**ABOUT THIS TASK:** Starting at the first line of the data below, repeat each line word for word up to and including the line with "the whole grid.".
DATA SECTION section start
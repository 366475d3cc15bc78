//! The matrix editor: one object owning grid, palette, selection, view and
//! history.
//!
//! Every mutation runs to completion before returning and raises the redraw
//! flag when something visible changed. Hosts poll [`MatrixEditor::take_redraw`]
//! and repaint the whole grid.

use crate::config::{parse_document, sample_config, ConfigError, DisplaySettings, Settings};
use crate::grid::Grid;
use crate::history::{now_millis, History, HistoryEntry};
use crate::models::MatrixConfig;
use crate::output::{encode_png, OutputError};
use crate::palette::Palette;
use crate::renderer::{render_grid, RenderOptions, Warning};
use crate::store::{KeyValueStore, StoreError};
use crate::view::{fit_scale, DisplayColors, ViewMode, ViewState};
use image::RgbaImage;
use thiserror::Error;

/// Error from an editor operation.
#[derive(Debug, Error)]
pub enum EditorError {
    /// A configuration document was rejected; the editor is unchanged
    #[error(transparent)]
    Config(#[from] ConfigError),
    /// The history could not be read at startup
    #[error("history store: {0}")]
    Store(#[from] StoreError),
    /// No history entry has this id
    #[error("no history entry with id '{0}'")]
    UnknownHistoryEntry(String),
}

/// Why a paint action did nothing.
#[derive(Debug, Clone, Copy, PartialEq, Eq)]
pub enum IgnoreReason {
    /// No palette color is selected
    NoSelection,
    /// The coordinate is outside the grid
    OutOfBounds,
    /// The selected color belongs to no numeric palette entry
    UnknownColor,
}

/// What a paint action did.
#[derive(Debug, Clone, Copy, PartialEq, Eq)]
pub enum PaintOutcome {
    Ignored(IgnoreReason),
    /// The clicked cell's key differs from the selection: only it was recolored
    Recolored,
    /// The clicked cell matched the selection: its region was flood filled
    Filled { cells: usize },
}

/// The grid recolor engine.
pub struct MatrixEditor {
    config: MatrixConfig,
    palette: Palette,
    grid: Grid,
    selected: Option<String>,
    view: ViewState,
    display: DisplaySettings,
    colors: DisplayColors,
    history: History,
    active_entry: Option<String>,
    store: Box<dyn KeyValueStore>,
    history_key: String,
    needs_redraw: bool,
}

impl MatrixEditor {
    /// Create an editor showing the built-in sample, with history read from `store`.
    pub fn new(store: Box<dyn KeyValueStore>, settings: &Settings) -> Result<Self, EditorError> {
        let history = History::load(store.as_ref(), &settings.history.key)?;
        let colors = settings.display.display_colors();
        let mut view = ViewState::default();
        view.labels = settings.display.labels;

        let config = sample_config();
        let palette = Palette::from_config(&config);
        let grid = Grid::from_matrix(&config.matrix, &palette, view.mode, &colors)
            .map_err(ConfigError::from)?;

        Ok(Self {
            config,
            palette,
            grid,
            selected: None,
            view,
            display: settings.display.clone(),
            colors,
            history,
            active_entry: None,
            store,
            history_key: settings.history.key.clone(),
            needs_redraw: true,
        })
    }

    /// Load a configuration document, replacing grid and palette together and
    /// appending a history entry.
    ///
    /// Nothing changes unless the whole document is valid.
    pub fn load_config(&mut self, text: &str) -> Result<&HistoryEntry, EditorError> {
        let config = parse_document(text)?;
        self.load_parsed(config)
    }

    /// Like [`load_config`](Self::load_config) for an already-validated document.
    pub fn load_parsed(&mut self, config: MatrixConfig) -> Result<&HistoryEntry, EditorError> {
        self.install(config.clone())?;

        let id = self.history.append(config, now_millis()).id.clone();
        log::info!("loaded configuration as history entry {}", id);
        self.persist_history();
        self.active_entry = Some(id.clone());

        self.history.get(&id).ok_or(EditorError::UnknownHistoryEntry(id))
    }

    /// Reset grid and palette to a history entry's configuration.
    pub fn select_history(&mut self, id: &str) -> Result<(), EditorError> {
        let config = self
            .history
            .get(id)
            .map(|entry| entry.config.clone())
            .ok_or_else(|| EditorError::UnknownHistoryEntry(id.to_string()))?;
        self.install(config)?;
        self.active_entry = Some(id.to_string());
        Ok(())
    }

    /// Rename a history entry and persist the list.
    pub fn rename_history(&mut self, id: &str, name: &str) -> Result<(), EditorError> {
        if !self.history.rename(id, name) {
            return Err(EditorError::UnknownHistoryEntry(id.to_string()));
        }
        self.persist_history();
        Ok(())
    }

    /// Swap in a new grid and palette. Both are built before either is
    /// assigned, so a failure leaves the editor as it was.
    fn install(&mut self, config: MatrixConfig) -> Result<(), EditorError> {
        let palette = Palette::from_config(&config);
        let grid = Grid::from_matrix(&config.matrix, &palette, self.view.mode, &self.colors)
            .map_err(ConfigError::from)?;

        for (color, keys) in palette.ambiguous_colors() {
            log::warn!("color {} is shared by keys {:?}; selecting it paints key {}", color, keys, keys[0]);
        }

        self.config = config;
        self.palette = palette;
        self.grid = grid;
        // A selection only means something against the palette it came from
        self.selected = None;
        self.needs_redraw = true;
        Ok(())
    }

    fn persist_history(&mut self) {
        if let Err(e) = self.history.save(self.store.as_mut(), &self.history_key) {
            log::warn!("failed to persist history: {}", e);
        }
    }

    /// Select a palette color (or clear the selection with `None`).
    pub fn select_color(&mut self, color: Option<&str>) {
        self.selected = color.map(str::to_string);
        self.needs_redraw = true;
    }

    /// Select the color of a numeric palette key. Returns `false` if the key
    /// is not in the palette.
    pub fn select_key(&mut self, key: &str) -> bool {
        match self.palette.number_color(key).map(str::to_string) {
            Some(color) => {
                self.select_color(Some(&color));
                true
            }
            None => false,
        }
    }

    /// Apply a paint action at `(row, col)` with the selected color.
    ///
    /// If the clicked cell's key is the selected color's key, the cell's
    /// 4-connected region of that key is flood filled; otherwise only the
    /// clicked cell is recolored.
    pub fn paint(&mut self, row: usize, col: usize) -> PaintOutcome {
        let outcome = self.paint_inner(row, col);
        match outcome {
            PaintOutcome::Ignored(reason) => log::debug!("paint at ({}, {}) ignored: {:?}", row, col, reason),
            _ => {
                log::debug!("paint at ({}, {}): {:?}", row, col, outcome);
                self.needs_redraw = true;
            }
        }
        outcome
    }

    fn paint_inner(&mut self, row: usize, col: usize) -> PaintOutcome {
        let Some(color) = self.selected.clone() else {
            return PaintOutcome::Ignored(IgnoreReason::NoSelection);
        };
        let Some(cell) = self.grid.get(row, col) else {
            return PaintOutcome::Ignored(IgnoreReason::OutOfBounds);
        };
        let Some(target_key) = self.palette.key_for_color(&color) else {
            return PaintOutcome::Ignored(IgnoreReason::UnknownColor);
        };

        if cell.value.key() != target_key {
            self.grid.set_color(row, col, &color);
            return PaintOutcome::Recolored;
        }

        let target_key = target_key.to_string();
        let cells = self.grid.flood_fill(row, col, &target_key, &color);
        PaintOutcome::Filled { cells }
    }

    /// Switch between edit and preview, re-resolving every cell's color.
    pub fn set_mode(&mut self, mode: ViewMode) {
        self.view.mode = mode;
        self.grid.recolor_all(&self.palette, mode, &self.colors);
        self.needs_redraw = true;
    }

    pub fn toggle_preview(&mut self) {
        self.set_mode(self.view.mode.toggled());
    }

    pub fn set_labels(&mut self, labels: bool) {
        self.view.labels = labels;
        self.needs_redraw = true;
    }

    pub fn zoom_in(&mut self) {
        self.view.zoom_in();
        self.needs_redraw = true;
    }

    pub fn zoom_out(&mut self) {
        self.view.zoom_out();
        self.needs_redraw = true;
    }

    pub fn set_scale(&mut self, scale: f32) {
        self.view.set_scale(scale);
        self.needs_redraw = true;
    }

    /// Zoom so the whole grid fits a `width` x `height` area.
    ///
    /// Returns false and leaves the zoom alone when the grid is empty.
    pub fn fit_to(&mut self, width: f32, height: f32) -> bool {
        match fit_scale(width, height, self.grid.height(), self.grid.width(), self.display.pixel_size) {
            Some(scale) => {
                self.set_scale(scale);
                true
            }
            None => false,
        }
    }

    /// Returns whether a redraw is pending and clears the flag.
    pub fn take_redraw(&mut self) -> bool {
        std::mem::take(&mut self.needs_redraw)
    }

    /// Rendering parameters for the current view.
    pub fn render_options(&self) -> RenderOptions {
        RenderOptions {
            cell_size: self.view.cell_size(self.display.pixel_size),
            gap: self.view.gap(),
            mode: self.view.mode,
            labels: self.view.labels,
            gap_color: self.display.gap_color.clone(),
            label_color: self.display.label_color.clone(),
        }
    }

    /// Rasterize the grid as currently displayed.
    pub fn render(&self) -> (RgbaImage, Vec<Warning>) {
        render_grid(&self.grid, &self.render_options())
    }

    /// PNG bytes of the current raster.
    pub fn export_png(&self) -> Result<Vec<u8>, OutputError> {
        let (image, warnings) = self.render();
        for w in &warnings {
            log::warn!("render: {}", w.message);
        }
        encode_png(&image)
    }

    pub fn grid(&self) -> &Grid {
        &self.grid
    }

    pub fn palette(&self) -> &Palette {
        &self.palette
    }

    /// The configuration the grid was built from.
    pub fn config(&self) -> &MatrixConfig {
        &self.config
    }

    pub fn selected_color(&self) -> Option<&str> {
        self.selected.as_deref()
    }

    pub fn view(&self) -> &ViewState {
        &self.view
    }

    pub fn history(&self) -> &History {
        &self.history
    }

    /// Id of the history entry the grid came from, if any.
    pub fn active_entry(&self) -> Option<&str> {
        self.active_entry.as_deref()
    }
}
DATA SECTION section end
**OUTPUT OF THE TASK:**
repository 366475d3cc15bc78
//! The matrix editor: one object owning grid, palette, selection, view and
//! history.
//!
//! Every mutation runs to completion before returning and raises the redraw
//! flag when something visible changed. Hosts poll [`MatrixEditor::take_redraw`]
//! and repaint the whole grid.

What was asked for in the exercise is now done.